Question 2: Lean is telling me the inductive step is not resolved. Why? The following is the message which I don't know how to interpret - something about upcasting?
⊢ (↑n + 1) * (↑n + 1 + 1) / 2 = ↑(n + 1) * (↑(n + 1) + 1) / 2
Ilmārs Cīrulis (Dec 29 2024 at 21:46):
Solution with Nat -> Nat definition of T. For me triangle numbers feel more natural this way, but that's subjective, probably.
import Mathlib.Tactic
def T: ℕ → ℕ
| 0 => 0
| n + 1 => n + 1 + T n
#eval T 4
example {n: ℕ} : T n = n * (n + 1) / 2 := by
induction n with
| zero =>
calc
T 0 = 0 := by rw [T]
_ = 0 * (0 + 1) / 2 := by norm_num
| succ n ih =>
calc
T (n + 1) = n + 1 + T n := by rw [T]
_ = n + 1 + n * (n + 1) / 2 := by rw [ih]
_ = (n + 1) * (n + 1 + 1) / 2 := by ring_nf; omega
And no, I don't know why exactly omega works here. :|
Ilmārs Cīrulis (Dec 29 2024 at 21:51):
import Mathlib.Tactic
def T: ℕ → ℚ
| 0 => 0
| n + 1 => n + 1 + T n
#eval T 4
example {n: ℕ} : T n = n * (n + 1) / 2 := by
induction n with
| zero =>
calc
T 0 = 0 := by rw [T]
_ = 0 * (0 + 1) / 2 := by norm_num
| succ n ih =>
calc
T (n + 1) = n + 1 + T n := by rw [T]
_ = n + 1 + n * (n + 1) / 2 := by rw [ih]
_ = (n + 1) * (n + 1 + 1) / 2 := by ring
norm_cast
I will have to look up what exactly norm_cast does, but my primitive current understanding is that it "normalizes" coercions or smth like that.
Ilmārs Cīrulis (Dec 29 2024 at 21:53):
⊢ (↑n + 1) * (↑n + 1 + 1) / 2 = ↑(n + 1) * (↑(n + 1) + 1) / 2 - this means that you still have goal to prove.
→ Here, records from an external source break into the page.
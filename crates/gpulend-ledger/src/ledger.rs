//! The `Ledger` storage trait.
//!
//! Guarantees:
//! - `record` writes at most one terminal entry per job ID; a second write
//!   fails with [`crate::LedgerError::DuplicateEntry`] instead of overwriting.
//! - Entries are never mutated after write.
//! - Execution marks transition open → closed exactly once.
//!
//! All methods are async and backend-agnostic. [`crate::MemoryLedger`] keeps
//! everything in process; [`crate::SurrealLedger`] persists to SurrealDB.

use async_trait::async_trait;

use crate::entry::{LedgerEntry, LedgerSummary, OpenExecution, Outcome};
use crate::error::LedgerResult;
use crate::ids::{JobId, PeerId};
use crate::trust;

/// Append-only job outcome ledger.
#[async_trait]
pub trait Ledger: Send + Sync {
    /// Append the terminal entry for a job. Rejects duplicates.
    async fn record(&self, entry: LedgerEntry) -> LedgerResult<()>;

    /// Terminal entry for a job, if recorded.
    async fn get(&self, job_id: &JobId) -> LedgerResult<Option<LedgerEntry>>;

    /// Most recent entries, newest first.
    async fn entries(&self, limit: usize) -> LedgerResult<Vec<LedgerEntry>>;

    /// Most recent entries where `peer` was the executor, newest first.
    async fn entries_for_executor(
        &self,
        peer: &PeerId,
        limit: usize,
    ) -> LedgerResult<Vec<LedgerEntry>>;

    /// Mark a job as executing on this node.
    async fn open_execution(&self, execution: OpenExecution) -> LedgerResult<()>;

    /// Close an execution mark. Returns `false` if it was unknown or already closed.
    async fn close_execution(&self, job_id: &JobId, outcome: Outcome) -> LedgerResult<bool>;

    /// Execution marks that were never closed.
    async fn open_executions(&self) -> LedgerResult<Vec<OpenExecution>>;

    /// Persist any buffered state. Called on node shutdown.
    async fn flush(&self) -> LedgerResult<()> {
        Ok(())
    }

    /// Rolling trust score of an executor in `[0, 1]`.
    async fn trust_score(&self, peer: &PeerId) -> LedgerResult<f64> {
        let recent = self
            .entries_for_executor(peer, trust::TRUST_WINDOW)
            .await?;
        Ok(trust::score(&recent))
    }

    /// Number of failing outcomes in the trust window.
    async fn recent_failures(&self, peer: &PeerId) -> LedgerResult<u32> {
        let recent = self
            .entries_for_executor(peer, trust::TRUST_WINDOW)
            .await?;
        Ok(trust::failures(&recent))
    }

    /// Outcome counts across the whole ledger.
    async fn summary(&self) -> LedgerResult<LedgerSummary> {
        let all = self.entries(usize::MAX).await?;
        Ok(LedgerSummary::tally(&all))
    }
}
//! GPULend Core Library
//!
//! Brokering and execution-supervision core for peer-to-peer GPU time
//! sharing: capability advertisement, peer registry, job matching, dispatch,
//! sandboxed execution, and outcome reconciliation into the ledger.
//!
//! Control flow:
//!
//! ```text
//! CapabilityReporter → PeerRegistry ← Matcher ← Dispatcher ⇄ (wire) ⇄ Supervisor → SandboxBackend
//!                                                  │
//!                                                  └→ Ledger
//! ```

pub mod config;
pub mod domain;
pub mod dispatcher;
pub mod error;
pub mod fakes;
pub mod identity;
pub mod matcher;
pub mod metrics;
pub mod node;
pub mod obs;
pub mod probe;
pub mod registry;
pub mod reporter;
pub mod supervisor;
pub mod telemetry;
pub mod transport;
pub mod wire;

pub use config::{
    DispatchConfig, LedgerConfig, NetworkPolicy, NodeConfig, ProbeConfig, RegistryConfig,
    SupervisorConfig,
};
pub use domain::{
    ArtifactRef, Capability, JobOutcome, JobRequest, JobSession, JobState, PayloadRef, ResourceRequirement,
    SessionEvent,
};
pub use dispatcher::{DispatchError, Dispatcher};
pub use error::{GpulendError, Result};
pub use identity::{IdentityError, PeerIdentity};
pub use matcher::{MatchError, Matcher};
pub use node::{Node, NodeParts, NodeRouter};
pub use probe::{CapabilityProbe, NvidiaSmiProbe, StaticProbe};
pub use registry::{PeerRecord, PeerRegistry, RegistryError, RegistryHandle, RegistrySnapshot};
pub use reporter::CapabilityReporter;
pub use supervisor::{
    Artifact, PodmanBackend, SandboxBackend, SandboxError, SandboxExit, SandboxHandle,
    SandboxSpec, Supervisor,
};
pub use transport::{
    EnvelopeHandler, HttpTransport, LocalNetwork, Messenger, PeerTransport, TransportError,
};
pub use wire::{SignedEnvelope, WireMessage, WireReply};

pub use gpulend_ledger::{
    ErrorClass, JobId, Ledger, LedgerEntry, LedgerError, LedgerSummary, MemoryLedger, Outcome,
    PeerId, ResourceUsage, SurrealLedger,
};

pub use metrics::METRICS;
pub use telemetry::{init_tracing, TelemetryError};

/// GPULend version
pub const VERSION: &str = env!("CARGO_PKG_VERSION");
impl Supervisor {
    pub fn new(
        config: SupervisorConfig,
        backend: Arc<dyn SandboxBackend>,
        probe: Arc<dyn CapabilityProbe>,
        ledger: Arc<dyn Ledger>,
        messenger: Messenger,
    ) -> Self {
        Self {
            inner: Arc::new(Inner {
                local: messenger.peer_id().clone(),
                config,
                backend,
                probe,
                ledger,
                messenger,
                state: Mutex::new(State::default()),
            }),
        }
    }

    pub fn backend(&self) -> &Arc<dyn SandboxBackend> {
        &self.inner.backend
    }

    /// Fresh hardware sample combined with sandbox availability and the
    /// current slot usage.
    pub async fn local_capability(&self) -> Capability {
        let mut cap = self.inner.probe.sample().await;
        cap.sandbox_available = self.inner.backend.is_available().await;
        cap.max_concurrent_jobs = self.inner.config.max_concurrent_jobs;
        cap.active_jobs = self.inner.state.lock().await.admission.active();
        cap
    }

    /// Record what the reporter last advertised; admission never promises
    /// more than this.
    pub async fn note_reported(&self, capability: Capability) {
        self.inner.state.lock().await.last_reported = Some(capability);
    }

    pub async fn active_jobs(&self) -> u32 {
        self.inner.state.lock().await.admission.active()
    }

    /// Packed workspace of a finished job, while it is still kept.
    pub async fn artifact(&self, job_id: &JobId) -> Option<Artifact> {
        self.inner.state.lock().await.artifacts.get(job_id).cloned()
    }

    /// Decide on an offer. A duplicate offer for a job already held here is
    /// accepted again without a second reservation.
    pub async fn accept(&self, offer: JobOffer) -> OfferResponse {
        let job_id = offer.job_id.clone();
        if let Some(resp) = self.duplicate_answer(&offer).await {
            return resp;
        }
        if offer.time_budget_secs == 0 {
            return OfferResponse::decline(job_id, "empty time budget");
        }

        let fresh = self.local_capability().await;
        {
            let mut st = self.inner.state.lock().await;
            if st.jobs.contains_key(&job_id) || st.finished.contains(&job_id) {
                drop(st);
                return self
                    .duplicate_answer(&offer)
                    .await
                    .unwrap_or_else(|| OfferResponse::decline(job_id, "job already handled"));
            }
            let available = match &st.last_reported {
                Some(reported) => reported.conservative(&fresh),
                None => fresh,
            };
            if let Err(reason) = st.admission.try_reserve(
                &job_id,
                &offer.requester,
                &offer.requirement,
                &available,
            ) {
                tracing::info!(job_id = %job_id, reason = %reason, "declining offer");
                return OfferResponse::decline(job_id, reason);
            }
            st.jobs.insert(job_id.clone(), Slot::Reserved { offer: offer.clone() });
        }

        let mark = OpenExecution::new(job_id.clone(), offer.requester.clone(), self.inner.local.clone());
        if let Err(e) = self.inner.ledger.open_execution(mark).await {
            tracing::error!(job_id = %job_id, error = %e, "could not open execution mark");
            self.inner.state.lock().await.retire(&job_id);
            return OfferResponse::decline(job_id, "executor ledger unavailable");
        }

        let inner = Arc::clone(&self.inner);
        let expiring = job_id.clone();
        tokio::spawn(async move {
            tokio::time::sleep(inner.config.start_timeout()).await;
            inner.expire_reservation(&expiring).await;
        });

        tracing::info!(
            event = "offer.accepted",
            job_id = %job_id,
            requester = %offer.requester.short(),
            vram_mb = offer.requirement.min_vram_mb,
        );
        OfferResponse::accept(job_id)
    }

    async fn duplicate_answer(&self, offer: &JobOffer) -> Option<OfferResponse> {
        let st = self.inner.state.lock().await;
        let job_id = offer.job_id.clone();
        if let Some(slot) = st.jobs.get(&job_id) {
            return Some(if slot.requester() == &offer.requester {
                OfferResponse::accept(job_id)
            } else {
                OfferResponse::decline(job_id, "job id already in use")
            });
        }
        if st.finished.contains(&job_id) {
            return Some(OfferResponse::decline(job_id, "job already finished on this peer"));
        }
        None
    }

    /// Start a reserved job. Repeated starts from the requester are no-ops.
    pub async fn run(&self, job_id: &JobId, from: &PeerId) -> SandboxResult<()> {
        let mut st = self.inner.state.lock().await;
        let offer = match st.jobs.remove(job_id) {
            Some(Slot::Reserved { offer }) if &offer.requester == from => offer,
            Some(slot) => {
                let duplicate = matches!(slot, Slot::Running { .. }) && slot.requester() == from;
                st.jobs.insert(job_id.clone(), slot);
                return if duplicate {
                    Ok(())
                } else {
                    Err(SandboxError::NotReserved(job_id.clone()))
                };
            }
            None => return Err(SandboxError::NotReserved(job_id.clone())),
        };

        let (cancel_tx, cancel_rx) = watch::channel(false);
        let inner = Arc::clone(&self.inner);
        let span = obs::job_span(job_id, JobRole::Executor);
        let task = tokio::spawn(inner.execute(offer.clone(), cancel_rx).instrument(span));
        st.jobs.insert(
            job_id.clone(),
            Slot::Running {
                requester: offer.requester,
                cancel: cancel_tx,
                task: Some(task),
            },
        );
        Ok(())
    }

    /// Best-effort cancel. Unknown and finished jobs are a no-op.
    pub async fn cancel(&self, job_id: &JobId, from: &PeerId) {
        let mut st = self.inner.state.lock().await;
        match st.jobs.get(job_id) {
            None => {
                tracing::debug!(job_id = %job_id, "cancel for unknown or finished job ignored");
            }
            Some(slot) if slot.requester() != from => {
                tracing::warn!(job_id = %job_id, from = %from.short(), "cancel from non-requester ignored");
            }
            Some(Slot::Running { cancel, .. }) => {
                let _ = cancel.send(true);
            }
            Some(Slot::Reserved { .. }) => {
                st.retire(job_id);
                drop(st);
                self.inner.close_execution(job_id, Outcome::Cancelled).await;
                tracing::info!(job_id = %job_id, "reservation cancelled before start");
            }
        }
    }

    /// Tear down sandboxes left by a previous process and close their open
    /// execution marks as failed.
    pub async fn recover_orphans(&self) -> crate::Result<RecoveryReport> {
        let inner = &self.inner;
        let mut report = RecoveryReport::default();
        let sandboxes = match inner.backend.list_sandboxes().await {
            Ok(s) => s,
            Err(e) => {
                tracing::warn!(error = %e, "could not list sandboxes for the orphan sweep");
                Vec::new()
            }
        };
        for sandbox in &sandboxes {
            let _ = inner.backend.kill(sandbox).await;
            lease::teardown(inner.backend.as_ref(), sandbox).await;
            report.sandboxes_removed += 1;
        }
        for open in inner.ledger.open_executions().await? {
            if open.executor != inner.local {
                continue;
            }
            let closed = inner
                .ledger
                .close_execution(
                    &open.job_id,
                    Outcome::Failed {
                        class: ErrorClass::InternalError,
                    },
                )
                .await?;
            if closed {
                tracing::warn!(job_id = %open.job_id, reason = ORPHAN_REASON, "closed orphaned execution");
                report.executions_closed += 1;
            }
        }
        if report != RecoveryReport::default() {
            tracing::info!(
                sandboxes = report.sandboxes_removed,
                executions = report.executions_closed,
                "orphan sweep finished"
            );
        }
        Ok(report)
    }

    /// Cancel every running job and wait (bounded) for their reports.
    pub async fn shutdown(&self, wait: Duration) {
        let mut tasks = Vec::new();
        let mut reserved = Vec::new();
        {
            let mut st = self.inner.state.lock().await;
            for (job_id, slot) in st.jobs.iter_mut() {
                match slot {
                    Slot::Running { cancel, task, .. } => {
                        let _ = cancel.send(true);
                        tasks.extend(task.take());
                    }
                    Slot::Reserved { .. } => reserved.push(job_id.clone()),
                }
            }
            for job_id in &reserved {
                st.retire(job_id);
            }
        }
        for job_id in &reserved {
            self.inner.close_execution(job_id, Outcome::Cancelled).await;
        }
        if tokio::time::timeout(wait, futures::future::join_all(tasks))
            .await
            .is_err()
        {
            tracing::warn!("executions still running at shutdown; leaving them to the orphan sweep");
        }
    }
}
As one can see, left side isn't equal to right side.
rzeta0 (Dec 29 2024 at 21:55):
I don't understand why Lean thinks the LHS and RHS are different.
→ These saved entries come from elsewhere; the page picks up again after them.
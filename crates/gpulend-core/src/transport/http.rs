use std::time::Duration;

use async_trait::async_trait;

use super::{PeerTransport, TransportError};
use crate::wire::{PeerAddress, SignedEnvelope, WireReply};

/// Posts envelopes to `{addr}/v1/envelope` on the peer's daemon.
#[derive(Clone)]
pub struct HttpTransport {
    client: reqwest::Client,
    timeout: Duration,
}

impl HttpTransport {
    pub fn new(timeout: Duration) -> Result<Self, TransportError> {
        let client = reqwest::Client::builder()
            .timeout(timeout)
            .build()
            .map_err(|e| TransportError::Http(e.to_string()))?;
        Ok(Self { client, timeout })
    }
}

pub(crate) fn envelope_url(addr: &PeerAddress) -> String {
    format!("{}/v1/envelope", addr.as_str().trim_end_matches('/'))
}

#[async_trait]
impl PeerTransport for HttpTransport {
    async fn send(
        &self,
        to: &PeerAddress,
        envelope: SignedEnvelope,
    ) -> Result<WireReply, TransportError> {
        let resp = self
            .client
            .post(envelope_url(to))
            .json(&envelope)
            .send()
            .await
            .map_err(|e| {
                if e.is_connect() {
                    TransportError::Unreachable(to.to_string())
                } else if e.is_timeout() {
                    TransportError::Timeout {
                        addr: to.to_string(),
                        after_ms: self.timeout.as_millis() as u64,
                    }
                } else {
                    TransportError::Http(e.to_string())
                }
            })?;
        let status = resp.status();
        if !status.is_success() {
            return Err(TransportError::Http(format!("{to} answered {status}")));
        }
        resp.json::<WireReply>()
            .await
            .map_err(|e| TransportError::Http(e.to_string()))
    }
}

#[cfg(test)]
mod tests {
    use super::*;

    #[test]
    fn envelope_url_strips_trailing_slash() {
        assert_eq!(
            envelope_url(&"http://10.0.0.5:7070/".into()),
            "http://10.0.0.5:7070/v1/envelope"
        );
    }

    #[tokio::test]
    async fn closed_port_fails() {
        let t = HttpTransport::new(Duration::from_secs(2)).unwrap();
        let id = crate::identity::PeerIdentity::from_seed([1u8; 32]);
        let env = SignedEnvelope::seal(
            &id,
            &crate::wire::WireMessage::Cancel { job_id: "j".into() },
        )
        .unwrap();
        // Port 9 (discard) is closed on test hosts.
        assert!(t.send(&"http://127.0.0.1:9".into(), env).await.is_err());
    }
}
//! Node composition: wires registry, matcher, dispatcher, supervisor and
//! reporter around one identity, and routes inbound envelopes.

use std::collections::HashMap;
use std::sync::{Arc, Mutex};
use std::time::Duration;

use async_trait::async_trait;
use chrono::{DateTime, Utc};
use gpulend_ledger::{JobId, Ledger, PeerId};
use tokio::sync::watch;
use tokio::task::JoinHandle;

use crate::config::NodeConfig;
use crate::dispatcher::{DispatchResult, Dispatcher};
use crate::domain::{Capability, JobRequest, PayloadRef, ResourceRequirement};
use crate::identity::PeerIdentity;
use crate::metrics::METRICS;
use crate::probe::CapabilityProbe;
use crate::registry::{PeerRegistry, RegistryHandle, ReportOutcome};
use crate::reporter::{CapabilityReporter, TickSummary};
use crate::supervisor::{RecoveryReport, SandboxBackend, Supervisor};
use crate::transport::{EnvelopeHandler, Messenger, PeerTransport};
use crate::wire::{PeerAddress, SignedEnvelope, WireMessage, WireReply};

const SHUTDOWN_WAIT: Duration = Duration::from_secs(10);

/// Pluggable collaborators of a node.
pub struct NodeParts {
    pub identity: PeerIdentity,
    pub transport: Arc<dyn PeerTransport>,
    pub backend: Arc<dyn SandboxBackend>,
    pub probe: Arc<dyn CapabilityProbe>,
    pub ledger: Arc<dyn Ledger>,
}

pub struct Node {
    config: NodeConfig,
    address: PeerAddress,
    identity: Arc<PeerIdentity>,
    registry: RegistryHandle,
    dispatcher: Dispatcher,
    supervisor: Supervisor,
    reporter: CapabilityReporter,
    router: Arc<NodeRouter>,
    ledger: Arc<dyn Ledger>,
    recovery: RecoveryReport,
    stop: watch::Sender<bool>,
    tasks: Mutex<Vec<JoinHandle<()>>>,
}

impl Node {
    /// Validate the config, sweep orphaned sandboxes, and start the
    /// registry and reporter tasks.
    pub async fn start(config: NodeConfig, parts: NodeParts) -> crate::Result<Self> {
        config.validate()?;
        let identity = Arc::new(parts.identity);
        let address = PeerAddress(config.advertise.clone());
        let (registry, registry_task) = PeerRegistry::spawn(&config.registry);
        let messenger = Messenger::new(
            Arc::clone(&identity),
            parts.transport,
            config.transport_timeout(),
        );

        let mut supervisor_config = config.supervisor.clone();
        supervisor_config.artifact_base_url = Some(config.advertise.clone());
        let supervisor = Supervisor::new(
            supervisor_config,
            parts.backend,
            parts.probe,
            Arc::clone(&parts.ledger),
            messenger.clone(),
        );
        let recovery = supervisor.recover_orphans().await?;

        let dispatcher = Dispatcher::new(
            address.clone(),
            config.dispatch.clone(),
            registry.clone(),
            messenger.clone(),
            Arc::clone(&parts.ledger),
        );
        let router = Arc::new(NodeRouter {
            registry: registry.clone(),
            dispatcher: dispatcher.clone(),
            supervisor: supervisor.clone(),
            ledger: Arc::clone(&parts.ledger),
            max_skew: config.max_clock_skew(),
            liveness_marks: Mutex::new(HashMap::new()),
        });
        let bootstrap = config
            .bootstrap
            .iter()
            .map(|a| PeerAddress(a.clone()))
            .collect();
        let reporter = CapabilityReporter::new(
            address.clone(),
            bootstrap,
            &config.registry,
            supervisor.clone(),
            registry.clone(),
            messenger,
        );
        let (stop, stop_rx) = watch::channel(false);
        let reporter_task = reporter.spawn(stop_rx);

        tracing::info!(
            peer_id = %identity.peer_id(),
            address = %address,
            backend = supervisor.backend().name(),
            "node started"
        );

        Ok(Self {
            config,
            address,
            identity,
            registry,
            dispatcher,
            supervisor,
            reporter,
            router,
            ledger: parts.ledger,
            recovery,
            stop,
            tasks: Mutex::new(vec![registry_task, reporter_task]),
        })
    }

    pub fn peer_id(&self) -> &PeerId {
        self.identity.peer_id()
    }

    pub fn address(&self) -> &PeerAddress {
        &self.address
    }

    pub fn config(&self) -> &NodeConfig {
        &self.config
    }

    pub fn registry(&self) -> &RegistryHandle {
        &self.registry
    }

    pub fn dispatcher(&self) -> &Dispatcher {
        &self.dispatcher
    }

    pub fn supervisor(&self) -> &Supervisor {
        &self.supervisor
    }

    pub fn ledger(&self) -> &Arc<dyn Ledger> {
        &self.ledger
    }

    /// Inbound handler to register with a transport server.
    pub fn router(&self) -> Arc<NodeRouter> {
        Arc::clone(&self.router)
    }

    pub fn recovery(&self) -> RecoveryReport {
        self.recovery
    }

    pub async fn local_capability(&self) -> Capability {
        self.supervisor.local_capability().await
    }

    /// Announce the current capability now instead of waiting for the
    /// next interval.
    pub async fn report_now(&self) -> TickSummary {
        self.reporter.tick().await
    }

    /// Submit a job as this node.
    pub async fn submit(
        &self,
        requirement: ResourceRequirement,
        payload: PayloadRef,
        time_budget: Duration,
    ) -> DispatchResult<JobId> {
        let request = JobRequest::new(self.peer_id().clone(), requirement, payload, time_budget);
        self.dispatcher.submit(request).await
    }

    pub async fn shutdown(&self) {
        let _ = self.stop.send(true);
        self.dispatcher.shutdown(SHUTDOWN_WAIT).await;
        self.supervisor.shutdown(SHUTDOWN_WAIT).await;
        if let Err(e) = self.registry.shutdown().await {
            tracing::debug!(error = %e, "registry already stopped");
        }
        let tasks: Vec<JoinHandle<()>> = self
            .tasks
            .lock()
            .unwrap_or_else(|e| e.into_inner())
            .drain(..)
            .collect();
        for task in tasks {
            let _ = task.await;
        }
        if let Err(e) = self.ledger.flush().await {
            tracing::warn!(error = %e, "ledger flush failed");
        }
        METRICS.flush();
        tracing::info!(peer_id = %self.peer_id().short(), "node stopped");
    }
}

/// Verifies inbound envelopes and routes each message to its component.
pub struct NodeRouter {
    registry: RegistryHandle,
    dispatcher: Dispatcher,
    supervisor: Supervisor,
    ledger: Arc<dyn Ledger>,
    max_skew: chrono::Duration,
    /// Newest accepted `sent_at` of each sender's liveness messages.
    liveness_marks: Mutex<HashMap<PeerId, DateTime<Utc>>>,
}

impl NodeRouter {
    /// Accept a capability report or heartbeat only when it is newer than
    /// the last one taken from the same sender.
    fn advance_liveness_mark(&self, sender: &PeerId, sent_at: DateTime<Utc>, now: DateTime<Utc>) -> bool {
        let mut marks = self.liveness_marks.lock().unwrap_or_else(|e| e.into_inner());
        // anything at or below a mark this old already fails the skew check
        let horizon = now - self.max_skew;
        marks.retain(|_, mark| *mark >= horizon);
        match marks.get(sender) {
            Some(mark) if sent_at <= *mark => false,
            _ => {
                marks.insert(sender.clone(), sent_at);
                true
            }
        }
    }

    /// Load a newly seen peer's trust from local history.
    async fn seed_trust(&self, peer: &PeerId) {
        let (Ok(score), Ok(failures)) = (
            self.ledger.trust_score(peer).await,
            self.ledger.recent_failures(peer).await,
        ) else {
            return;
        };
        if let Err(e) = self.registry.set_trust(peer, score, failures).await {
            tracing::debug!(error = %e, "trust not seeded");
        }
    }
}

#[async_trait]
impl EnvelopeHandler for NodeRouter {
    async fn handle(&self, envelope: SignedEnvelope) -> WireReply {
        let message = match envelope.open() {
            Ok(message) => message,
            Err(e) => {
                tracing::warn!(sender = %envelope.sender.short(), error = %e, "envelope rejected");
                return WireReply::rejected(format!("bad envelope: {e}"));
            }
        };
        let now = Utc::now();
        if let Err(e) = envelope.check_fresh(now, self.max_skew) {
            tracing::warn!(sender = %envelope.sender.short(), error = %e, "envelope rejected");
            return WireReply::rejected(e.to_string());
        }
        let sent_at = envelope.sent_at;
        let sender = envelope.sender;
        tracing::trace!(kind = message.kind(), sender = %sender.short(), "envelope received");
        if matches!(message, WireMessage::Capability(_) | WireMessage::Heartbeat(_))
            && !self.advance_liveness_mark(&sender, sent_at, now)
        {
            tracing::warn!(sender = %sender.short(), kind = message.kind(), "replayed liveness message dropped");
            return WireReply::rejected("liveness message is not newer than the last one accepted");
        }

        match message {
            WireMessage::Capability(report) => {
                if report.peer_id != sender {
                    return WireReply::rejected("report peer id does not match sender");
                }
                match self.registry.report(report).await {
                    Ok(ReportOutcome::Inserted) => {
                        self.seed_trust(&sender).await;
                        WireReply::Ack
                    }
                    Ok(_) => WireReply::Ack,
                    Err(e) => WireReply::rejected(e.to_string()),
                }
            }
            WireMessage::Heartbeat(beat) => {
                if beat.peer_id != sender {
                    return WireReply::rejected("heartbeat peer id does not match sender");
                }
                match self.registry.heartbeat(&sender).await {
                    Ok(true) => WireReply::Ack,
                    Ok(false) => WireReply::rejected("unknown or expired peer; send a full report"),
                    Err(e) => WireReply::rejected(e.to_string()),
                }
            }
            WireMessage::Offer(offer) => {
                if offer.requester != sender {
                    return WireReply::rejected("offer requester does not match sender");
                }
                WireReply::Offer(self.supervisor.accept(offer).await)
            }
            WireMessage::Start { job_id } => match self.supervisor.run(&job_id, &sender).await {
                Ok(()) => WireReply::Ack,
                Err(e) => WireReply::rejected(e.to_string()),
            },
            WireMessage::Cancel { job_id } => {
                self.supervisor.cancel(&job_id, &sender).await;
                WireReply::Ack
            }
            WireMessage::Progress(ping) => {
                if self.dispatcher.handle_progress(&sender, ping) {
                    WireReply::Ack
                } else {
                    WireReply::rejected("no live session assigned to sender")
                }
            }
            WireMessage::Terminal(report) => {
                if self.dispatcher.handle_terminal(&sender, report) {
                    WireReply::Ack
                } else {
                    WireReply::rejected("no live session assigned to sender")
                }
            }
        }
    }
}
Ilmārs Cīrulis (Dec 29 2024 at 22:00):
For example, (↑n + 1) and ↑(n + 1) are different.
The first is n converted to Q and then with rational number 1 added.
The second is n as natural number with natural number 1 added and then the sum converted to Q.
rzeta0 (Dec 29 2024 at 22:07):
The only thing that comes to mind is to use brackets to get Lean to think of (n+1) as a unit. I tried that and it didn't work.
I also tried things like ((n + 1):ℚ) which also didn't work.
rzeta0 (Dec 29 2024 at 22:08):
But in any case, I feel doing coercions is probably the wrong approach.
Yaël Dillies (Dec 29 2024 at 22:09):
(↑(n + 1) : ℚ) will do what you expect
Dan Velleman (Dec 29 2024 at 22:10):
The theorem Nat.cast_succ proves that ↑(n + 1) = (↑n + 1).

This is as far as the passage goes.